START EXERCISE INPUTS
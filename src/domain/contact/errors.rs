//! Contact directory error types.

use thiserror::Error;

use crate::domain::contact::ContactName;

/// Errors surfaced by contact directory operations.
#[derive(Debug, Clone, PartialEq, Eq, Error)]
pub enum ContactDirectoryError {
    /// Name or number was empty.
    #[error("Invalid input: {0}")]
    InvalidInput(String),

    /// The number failed phone validation and was never persisted.
    #[error("'{0}' is not a valid phone number")]
    InvalidNumber(String),

    /// Unknown contact name.
    #[error("Contact '{0}' not found")]
    NotFound(ContactName),

    /// Underlying store failure.
    #[error("Contact store error: {0}")]
    Store(String),
}
//! HTTP adapter for check-in and callback endpoints.

mod dto;
mod handlers;
mod routes;

pub use dto::{AnswerQuery, CallbackForm, CallbackQuery, StartCheckInResponse};
pub use handlers::CheckInHandlers;
pub use routes::checkin_routes;
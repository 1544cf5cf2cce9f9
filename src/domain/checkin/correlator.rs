//! Callback correlator: session state threaded through the wire.
//!
//! There is no server-side session table. A session's identity and attempt
//! count travel inside the callback URL itself, so each inbound callback is
//! self-contained and two sessions never race on shared mutable state. The
//! correlator is the opaque value round-tripped through the voice provider.

use crate::domain::checkin::CheckInError;
use crate::domain::contact::ContactName;

/// Identifies which session and attempt an inbound callback belongs to.
#[derive(Debug, Clone, PartialEq, Eq)]
pub enum Correlator {
    /// A verification callback for a monitored contact.
    Verification { contact: ContactName, attempt: u32 },
    /// A confirmation callback for the emergency contact.
    Confirmation { attempt: u32 },
}

impl Correlator {
    /// Correlator for the first verification attempt of a contact.
    pub fn first_verification(contact: ContactName) -> Self {
        Correlator::Verification { contact, attempt: 1 }
    }

    /// Correlator for the first confirmation attempt.
    pub fn first_confirmation() -> Self {
        Correlator::Confirmation { attempt: 1 }
    }

    pub fn attempt(&self) -> u32 {
        match self {
            Correlator::Verification { attempt, .. } => *attempt,
            Correlator::Confirmation { attempt } => *attempt,
        }
    }

    /// Query pairs encoding this correlator into a callback URL.
    pub fn query_pairs(&self) -> Vec<(&'static str, String)> {
        match self {
            Correlator::Verification { contact, attempt } => vec![
                ("stage", STAGE_VERIFICATION.to_string()),
                ("contact", contact.to_string()),
                ("attempt", attempt.to_string()),
            ],
            Correlator::Confirmation { attempt } => vec![
                ("stage", STAGE_CONFIRMATION.to_string()),
                ("attempt", attempt.to_string()),
            ],
        }
    }

    /// Reconstructs a correlator from decoded callback fields.
    ///
    /// Missing or unparseable fields are a `MalformedCallback`: the callback
    /// is dropped without a transition and the session stays pending.
    pub fn from_parts(
        stage: &str,
        contact: Option<&str>,
        attempt: Option<u32>,
    ) -> Result<Self, CheckInError> {
        let attempt = attempt
            .ok_or_else(|| CheckInError::MalformedCallback("missing attempt".to_string()))?;
        if attempt == 0 {
            return Err(CheckInError::MalformedCallback("attempt must be >= 1".to_string()));
        }

        match stage {
            STAGE_VERIFICATION => {
                let contact = contact
                    .ok_or_else(|| {
                        CheckInError::MalformedCallback("missing contact".to_string())
                    })?
                    .parse::<ContactName>()
                    .map_err(|e| CheckInError::MalformedCallback(e.to_string()))?;
                Ok(Correlator::Verification { contact, attempt })
            }
            STAGE_CONFIRMATION => Ok(Correlator::Confirmation { attempt }),
            other => Err(CheckInError::MalformedCallback(format!(
                "unknown stage '{other}'"
            ))),
        }
    }
}

const STAGE_VERIFICATION: &str = "verification";
const STAGE_CONFIRMATION: &str = "confirmation";
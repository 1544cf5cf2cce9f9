//! HTTP handlers for schedule endpoints.

use std::sync::Arc;

use axum::{
    extract::State,
    http::StatusCode,
    response::{IntoResponse, Response},
    Json,
};

use crate::adapters::http::ErrorResponse;
use crate::application::handlers::checkin::{ScheduleCheckInCommand, ScheduleCheckInHandler};
use crate::config::TriggerTime;
use crate::domain::contact::ContactName;

use super::dto::{CreateScheduleRequest, ScheduleResponse};

#[derive(Clone)]
pub struct ScheduleHandlers {
    schedule_handler: Arc<ScheduleCheckInHandler>,
}

impl ScheduleHandlers {
    pub fn new(schedule_handler: Arc<ScheduleCheckInHandler>) -> Self {
        Self { schedule_handler }
    }
}

/// POST /api/schedules - Register a daily check-in trigger
///
/// Re-submitting the same contact and time replaces the existing trigger.
pub async fn create_schedule(
    State(handlers): State<ScheduleHandlers>,
    Json(request): Json<CreateScheduleRequest>,
) -> Response {
    let contact_name = match request.name.parse::<ContactName>() {
        Ok(name) => name,
        Err(e) => {
            return (
                StatusCode::BAD_REQUEST,
                Json(ErrorResponse::bad_request(e.to_string())),
            )
                .into_response()
        }
    };

    let time = match TriggerTime::new(request.hour, request.minute) {
        Ok(time) => time,
        Err(_) => {
            return (
                StatusCode::BAD_REQUEST,
                Json(ErrorResponse::bad_request(format!(
                    "'{:02}:{:02}' is not a valid time of day",
                    request.hour, request.minute
                ))),
            )
                .into_response()
        }
    };

    match handlers
        .schedule_handler
        .handle(ScheduleCheckInCommand {
            contact_name: contact_name.clone(),
            time,
        })
        .await
    {
        Ok(job_id) => (
            StatusCode::CREATED,
            Json(ScheduleResponse {
                job_id,
                contact: contact_name.to_string(),
                time: format!("{:02}:{:02}", time.hour, time.minute),
            }),
        )
            .into_response(),
        Err(e) => (
            StatusCode::BAD_REQUEST,
            Json(ErrorResponse::bad_request(e.to_string())),
        )
            .into_response(),
    }
}
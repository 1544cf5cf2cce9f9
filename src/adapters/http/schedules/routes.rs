//! HTTP routes for schedule endpoints.

use axum::{routing::post, Router};

use super::handlers::{create_schedule, ScheduleHandlers};

/// Creates the schedule router.
pub fn schedule_routes(handlers: ScheduleHandlers) -> Router {
    Router::new()
        .route("/api/schedules", post(create_schedule))
        .with_state(handlers)
}
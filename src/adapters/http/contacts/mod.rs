//! HTTP adapter for contact directory endpoints.

mod dto;
mod handlers;
mod routes;

pub use dto::{ContactListResponse, ContactResponse, UpsertContactRequest};
pub use handlers::ContactHandlers;
pub use routes::contact_routes;
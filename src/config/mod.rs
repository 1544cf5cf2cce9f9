//! Application configuration module
//!
//! Type-safe configuration loading from environment variables using the
//! `config` and `dotenvy` crates. Values are read with the `VIGIA` prefix
//! and nested sections use double underscores as separators.
//!
//! # Example
//!
//! ```no_run
//! use vigia::config::AppConfig;
//!
//! let config = AppConfig::load().expect("Failed to load configuration");
//! config.validate().expect("Invalid configuration");
//! ```

mod checkin;
mod error;
mod schedule;
mod server;
mod telephony;

pub use checkin::CheckInConfig;
pub use error::{ConfigError, ValidationError};
pub use schedule::{ScheduleConfig, TriggerTable, TriggerTime};
pub use server::{Environment, ServerConfig};
pub use telephony::TelephonyConfig;

use serde::Deserialize;

/// Root application configuration
#[derive(Debug, Clone, Deserialize)]
pub struct AppConfig {
    /// Server configuration (host, port, environment)
    #[serde(default)]
    pub server: ServerConfig,

    /// Telephony provider configuration (credentials, caller number, webhooks)
    pub telephony: TelephonyConfig,

    /// Check-in verification configuration (passphrase, retry budgets)
    #[serde(default)]
    pub checkin: CheckInConfig,

    /// Recurring check-in schedule configuration
    #[serde(default)]
    pub schedule: ScheduleConfig,

    /// Contact directory file path
    #[serde(default = "default_contacts_file")]
    pub contacts_file: String,
}

impl AppConfig {
    /// Load configuration from environment variables
    ///
    /// Loads `.env` if present, then reads environment variables with the
    /// `VIGIA` prefix, e.g. `VIGIA__SERVER__PORT=5000` -> `server.port`.
    ///
    /// # Errors
    ///
    /// Returns `ConfigError` if required variables are missing or values
    /// cannot be parsed into the expected types.
    pub fn load() -> Result<Self, ConfigError> {
        dotenvy::dotenv().ok();

        let config = config::Config::builder()
            .add_source(config::Environment::default().prefix("VIGIA").separator("__"))
            .build()?
            .try_deserialize()?;

        Ok(config)
    }

    /// Validate all configuration values
    pub fn validate(&self) -> Result<(), ValidationError> {
        self.server.validate()?;
        self.telephony.validate()?;
        self.checkin.validate()?;
        self.schedule.validate()?;
        Ok(())
    }

    /// Check if running in production environment
    pub fn is_production(&self) -> bool {
        self.server.is_production()
    }
}

fn default_contacts_file() -> String {
    "contacts.json".to_string()
}
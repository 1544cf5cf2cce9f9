//! Check-in command handlers.

mod confirmation_callback;
mod escalate;
mod schedule_check_in;
mod speech_callback;
mod start_check_in;

pub use confirmation_callback::{
    ConfirmationCallbackCommand, ConfirmationCallbackHandler, ConfirmationCallbackResult,
};
pub use escalate::{EscalateCommand, EscalateHandler, EscalateResult};
pub use schedule_check_in::{ScheduleCheckInCommand, ScheduleCheckInHandler};
pub use speech_callback::{SpeechCallbackCommand, SpeechCallbackHandler, SpeechCallbackResult};
pub use start_check_in::{StartCheckInCommand, StartCheckInHandler, StartCheckInResult};

use crate::config::CheckInConfig;

/// Check-in policy threaded into the callback handlers: the passphrase, the
/// retry budgets of both state machines, and the acknowledgement vocabulary.
#[derive(Debug, Clone)]
pub struct CheckInPolicy {
    pub passphrase: String,
    pub max_attempts: u32,
    pub confirmation_max_attempts: u32,
    pub acknowledgements: Vec<String>,
}

impl From<&CheckInConfig> for CheckInPolicy {
    fn from(config: &CheckInConfig) -> Self {
        Self {
            passphrase: config.passphrase.clone(),
            max_attempts: config.max_attempts,
            confirmation_max_attempts: config.confirmation_max_attempts,
            acknowledgements: config.acknowledgements.clone(),
        }
    }
}
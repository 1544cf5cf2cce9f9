//! Cron-based check-in scheduler.
//!
//! One tokio task per job sleeps until the next cron firing and runs the
//! action. Re-submitting a job id aborts the previous task before the new
//! one is registered, giving replace-existing semantics. Trigger times are
//! interpreted in the configured timezone, never the host's.

use std::collections::HashMap;
use std::str::FromStr;
use std::sync::Mutex;

use async_trait::async_trait;
use chrono::Utc;
use chrono_tz::Tz;
use cron::Schedule;
use tokio::task::JoinHandle;

use crate::ports::{CheckInScheduler, ScheduledAction, SchedulerError};

/// Scheduler backed by `cron` schedules and tokio tasks.
pub struct CronScheduler {
    timezone: Tz,
    jobs: Mutex<HashMap<String, JoinHandle<()>>>,
}

impl CronScheduler {
    pub fn new(timezone: Tz) -> Self {
        Self {
            timezone,
            jobs: Mutex::new(HashMap::new()),
        }
    }

    /// Number of registered jobs.
    pub fn job_count(&self) -> usize {
        self.jobs.lock().unwrap().len()
    }
}

impl Drop for CronScheduler {
    fn drop(&mut self) {
        for (_, task) in self.jobs.lock().unwrap().drain() {
            task.abort();
        }
    }
}

#[async_trait]
impl CheckInScheduler for CronScheduler {
    async fn schedule(
        &self,
        job_id: &str,
        cron_expr: &str,
        action: ScheduledAction,
    ) -> Result<(), SchedulerError> {
        let schedule =
            Schedule::from_str(cron_expr).map_err(|e| SchedulerError::InvalidCronExpr {
                expr: cron_expr.to_string(),
                reason: e.to_string(),
            })?;

        let task = tokio::spawn(run_job(job_id.to_string(), schedule, self.timezone, action));

        let mut jobs = self.jobs.lock().unwrap();
        if let Some(previous) = jobs.insert(job_id.to_string(), task) {
            tracing::debug!(job_id, "replacing existing schedule");
            previous.abort();
        }
        Ok(())
    }
}

async fn run_job(job_id: String, schedule: Schedule, timezone: Tz, action: ScheduledAction) {
    loop {
        let now = Utc::now().with_timezone(&timezone);
        let Some(next) = schedule.upcoming(timezone).next() else {
            tracing::warn!(job_id, "schedule has no upcoming firings, stopping");
            break;
        };
        let delay = (next - now).to_std().unwrap_or_default();
        tokio::time::sleep(delay).await;

        tracing::debug!(job_id, "trigger fired");
        action().await;
    }
}

#[cfg(test)]
mod tests {
    use super::*;
    use std::sync::Arc;
    use tokio::sync::mpsc;
    use tokio::time::{timeout, Duration};

    fn noop_action() -> ScheduledAction {
        Arc::new(|| Box::pin(async {}))
    }

    fn scheduler() -> CronScheduler {
        CronScheduler::new(chrono_tz::America::Sao_Paulo)
    }

    #[tokio::test]
    async fn invalid_cron_expr_is_rejected() {
        let scheduler = scheduler();
        let result = scheduler.schedule("job", "not a cron", noop_action()).await;
        assert!(matches!(result, Err(SchedulerError::InvalidCronExpr { .. })));
        assert_eq!(scheduler.job_count(), 0);
    }

    #[tokio::test]
    async fn resubmitted_job_id_replaces_rather_than_duplicates() {
        let scheduler = scheduler();
        scheduler
            .schedule("gustavo_10_11", "0 11 10 * * *", noop_action())
            .await
            .unwrap();
        scheduler
            .schedule("gustavo_10_11", "0 30 10 * * *", noop_action())
            .await
            .unwrap();

        assert_eq!(scheduler.job_count(), 1);
    }

    #[tokio::test]
    async fn every_second_schedule_fires_the_action() {
        let scheduler = scheduler();
        let (tx, mut rx) = mpsc::channel::<()>(4);

        let action: ScheduledAction = Arc::new(move || {
            let tx = tx.clone();
            Box::pin(async move {
                let _ = tx.send(()).await;
            })
        });

        scheduler
            .schedule("tick", "* * * * * *", action)
            .await
            .unwrap();

        let fired = timeout(Duration::from_secs(3), rx.recv()).await;
        assert!(fired.is_ok(), "scheduled action never fired");
    }
}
END EXERCISE INPUTS
*WHAT YOU WILL DO*.
Copy, please, exactly the lines that start at the first line of the data and end at the line containing "use crate::domain::checkin::CheckInError;", both kept and no others.

*THE ANSWER*.
filename src/domain/contact/errors.rs
//! Contact directory error types.

use thiserror::Error;

use crate::domain::contact::ContactName;

/// Errors surfaced by contact directory operations.
#[derive(Debug, Clone, PartialEq, Eq, Error)]
pub enum ContactDirectoryError {
    /// Name or number was empty.
    #[error("Invalid input: {0}")]
    InvalidInput(String),

    /// The number failed phone validation and was never persisted.
    #[error("'{0}' is not a valid phone number")]
    InvalidNumber(String),

    /// Unknown contact name.
    #[error("Contact '{0}' not found")]
    NotFound(ContactName),

    /// Underlying store failure.
    #[error("Contact store error: {0}")]
    Store(String),
}
//! HTTP adapter for check-in and callback endpoints.

mod dto;
mod handlers;
mod routes;

pub use dto::{AnswerQuery, CallbackForm, CallbackQuery, StartCheckInResponse};
pub use handlers::CheckInHandlers;
pub use routes::checkin_routes;
repository 1544cf5cf2cce9f9
filename src/domain/checkin/correlator.rs
//! Callback correlator: session state threaded through the wire.
//!
//! There is no server-side session table. A session's identity and attempt
//! count travel inside the callback URL itself, so each inbound callback is
//! self-contained and two sessions never race on shared mutable state. The
//! correlator is the opaque value round-tripped through the voice provider.

use crate::domain::checkin::CheckInError;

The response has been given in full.